Linux – Unable to zfs send | zfs receive datasets in same zpool

linuxsnapshotzfs

I have two environments Staging (staging) and Development (choang). I am unable to replicate (including snapshots) from dataset zfs/staging.assets to another dataset zfs/choang.assets within the same zpool zfs.

NOTE: I am assuming I need to unmount both origin and destination datasets.

zfs unmount zfs/staging.assets
zfs unmount zfs/choang.assets

zfs send -R zfs/staging.assets | zfs receive -F zfs/choang.assets

When executed, the above commands generate the following error:

Error: Unsupported flag with filesystem or bookmark.
cannot receive: failed to read from stream

When I remove the -R option and execute the commands, it succeeds:

zfs send zfs/staging.assets | zfs receive -F  zfs/choang.assets

However, no snapshots are received and a single snapshot zfs/choang.assets@--head-- is created.

Finally, I attempted to send a snapshot– thinking maybe I might send a snapshot at a time:

zfs send zfs/staging.assets@sha512_hash | zfs receive -Fduv zfs/choang.assets

This didn't work either and generated the following error:

internal error: Invalid argument
cannot receive: failed to read from stream

How can I replicate all snapshots?

Best Answer

Several things are important here. Your errors stem from combinations of them:

Normally you send a specific snapshot or several snapshots instead of a whole file system. This means you do not need to unmount the datasets and disrupt your users, and you can incrementally send/recv later on.
If you do not specify a snapshot on the source, you will get the automatically generated snapshot @--head--, which is the state of your source at the moment of sending (if you would have sent an existing snapshot, that snapshot would take the place of @--head-- on the destination side).

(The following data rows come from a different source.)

//! Isolation contexts for embedded sub-apps
//!
//! An isolation context is populated from a supplied definition rather than
//! the root registry. It has a private local variable tier and emits every
//! notification under its own `app:{id}:` prefix. Dropping it disposes it.

use std::ops::Deref;
use tessera_types::{AppDefinition, ContextId, UserContext};

use crate::context::{Context, Runtime};
use crate::errors::Result;
use crate::registry::ComponentRegistry;

pub struct IsolationContext {
    id: ContextId,
    context: Context,
}

impl IsolationContext {
    /// Context for one embedded sub-app instance
    pub fn create(runtime: &Runtime, id: impl Into<ContextId>, definition: &AppDefinition) -> Self {
        Self::build(runtime, id.into(), definition, None)
    }

    /// Request-scoped context for server-side rendering
    pub fn for_request(
        runtime: &Runtime,
        id: impl Into<ContextId>,
        definition: &AppDefinition,
        user: Option<UserContext>,
    ) -> Self {
        Self::build(runtime, id.into(), definition, user)
    }

    fn build(
        runtime: &Runtime,
        id: ContextId,
        definition: &AppDefinition,
        user: Option<UserContext>,
    ) -> Self {
        let registry = ComponentRegistry::from_definition(definition);
        let context = Context::new(
            std::rc::Rc::clone(runtime.shared()),
            Some(id.clone()),
            registry,
            user,
        );
        Self { id, context }
    }

    pub fn id(&self) -> &ContextId {
        &self.id
    }

    /// Handle usable after this value is moved into a backend call
    pub fn context(&self) -> &Context {
        &self.context
    }

    /// Copy local variable `name` into the shared global tier and notify
    /// every context
    pub fn publish_to_global(&self, name: &str) -> Result<()> {
        self.context.publish(name)
    }

    pub fn dispose(&self) {
        self.context.dispose();
    }
}

impl Deref for IsolationContext {
    type Target = Context;

    fn deref(&self) -> &Context {
        &self.context
    }
}

impl Drop for IsolationContext {
    fn drop(&mut self) {
        self.context.dispose();
    }
}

The send -R | recv -F combination means full replication (recursive and including properties on source, destroy old stuff on destination), so you need to decide how to expand the file system hierarchy: you can use either -e, -d, or no flag on receiving (no flag means merging the contents under the new dataset without preserving the name of the parent dataset on the source side):

The -d and -e options cause the file system name of the target snapshot
to be determined by appending a portion of the sent snapshot's name to
the specified target filesystem.  If the -d option is specified, all
but the first element of the sent snapshot's file system path (usually
the pool name) is used and any required intermediate file systems
within the specified one are created. If the -e option is specified,
then only the last element of the sent snapshot's file system name
(i.e. the name of the source file system itself) is used as the target
file system name.

Your last idea (single send, full receive) should work (I tested it in a simple environment and it did work), but it would not be what you wanted anyway.

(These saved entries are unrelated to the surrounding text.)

//! CLI definition, tracing setup, and report dispatch.

use std::io::{self, BufWriter};
use std::path::PathBuf;

use clap::Parser;
use color_eyre::eyre::{Result, WrapErr};
use sends_core::{Report, ReportMode};
use sends_shared::{AppConfig, ScanConfig, load_config, load_config_from};
use tracing::{debug, info};

// ---------------------------------------------------------------------------
// CLI structure
// ---------------------------------------------------------------------------

/// Report climbing sends logged in a static site's page frontmatter.
#[derive(Parser)]
#[command(
    name = "sends",
    version,
    about = "Report climbing sends logged in a static site's page frontmatter.",
    long_about = None,
    args_override_self = true,
)]
pub(crate) struct Cli {
    /// Root directory of the site (the one containing `content/`).
    pub site_path: PathBuf,

    /// Content type to parse, a subdirectory of `<site>/content` [default: posts].
    #[arg(short = 't', long = "type", value_name = "TYPE")]
    pub content_type: Option<String>,

    /// Output counts per grade instead of the list.
    #[arg(short, long)]
    pub count: bool,

    /// Output unique dates of sends with exactly this grade.
    #[arg(short, long, value_name = "GRADE")]
    pub dates: Option<String>,

    /// Config file to use instead of ~/.sends/sends.toml.
    #[arg(long, env = "SENDS_CONFIG", value_name = "PATH")]
    pub config: Option<PathBuf>,

    /// Log format: text (default) or json.
    #[arg(long, default_value = "text")]
    pub log_format: LogFormat,

    /// Verbosity level (-v, -vv, -vvv).
    #[arg(short, long, action = clap::ArgAction::Count)]
    pub verbose: u8,
}

/// Log output format.
#[derive(Clone, Debug, clap::ValueEnum)]
pub(crate) enum LogFormat {
    Text,
    Json,
}

/// Parse arguments, exiting with status 1 on usage errors.
///
/// `--help` and `--version` still print to stdout and exit 0.
pub(crate) fn parse_args() -> Cli {
    Cli::try_parse().unwrap_or_else(|err| {
        let code = if err.use_stderr() { 1 } else { 0 };
        let _ = err.print();
        std::process::exit(code);
    })
}

// ---------------------------------------------------------------------------
// Tracing setup
// ---------------------------------------------------------------------------

/// Initialize tracing based on CLI flags. Logs go to stderr so stdout only
/// carries the report.
pub(crate) fn init_tracing(cli: &Cli) {
    use tracing_subscriber::{EnvFilter, fmt};

    let filter = match cli.verbose {
        0 => "sends=warn",
        1 => "sends=info",
        2 => "sends=debug",
        _ => "sends=trace",
    };

    let env_filter = EnvFilter::try_from_default_env().unwrap_or_else(|_| EnvFilter::new(filter));

    match cli.log_format {
        LogFormat::Text => {
            fmt()
                .with_env_filter(env_filter)
                .with_target(false)
                .with_writer(io::stderr)
                .init();
        }
        LogFormat::Json => {
            fmt()
                .json()
                .with_env_filter(env_filter)
                .with_writer(io::stderr)
                .init();
        }
    }
}

// ---------------------------------------------------------------------------
// Command dispatch
// ---------------------------------------------------------------------------

/// Collect sends and print the selected report.
pub(crate) fn run(cli: Cli) -> Result<()> {
    let config = resolve_config(&cli)?;
    let scan_config = ScanConfig::new(&cli.site_path, cli.content_type.as_deref(), &config);
    let mode = ReportMode::from_flags(cli.count, cli.dates.as_deref());

    info!(
        content = %scan_config.content_path().display(),
        mode = ?mode,
        "collecting sends"
    );

    let sends = sends_core::scan(&scan_config)?;
    let report = Report::new(sends);

    let mut out = BufWriter::new(io::stdout().lock());
    report
        .write_to(&mode, &mut out)
        .wrap_err("failed to write report")?;

    Ok(())
}

/// Load the config file named on the command line, or the default one.
fn resolve_config(cli: &Cli) -> Result<AppConfig> {
    let config = match &cli.config {
        Some(path) => load_config_from(path)
            .wrap_err_with(|| format!("could not load config {}", path.display()))?,
        None => load_config()?,
    };
    debug!(?config, "resolved config");
    Ok(config)
}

So, to sum it up and apply to your specific situation:

First recursively create a current snapshot or choose an older one that contains all the older stuff you want to replicate):
```
zfs snapshot -r zfs/staging.assets@now
```
Destroy any old snapshots on the destination side which are on the source side (show all snapshots with zfs list -Hr -o name -t snap zfs/choang.assets or take the hints from the error message). Alternatively destroy the destination dataset and recreate it if it does not contain anything of importance.
Send recursively and fully receive, destroying all old datasets on the second dataset, merging the sub-datasets into the destination so that they mirror the source:
```
zfs send -R zfs/staging.assets@now | zfs recv -Fu zfs/choang.assets
```

Related Solutions

Freebsd – way to create cow-copies in ZFS

I think option 3 as you have described above is probably your best bet. The biggest problem with what you want is that ZFS really only handles this copy-on-write at the dataset/snapshot level.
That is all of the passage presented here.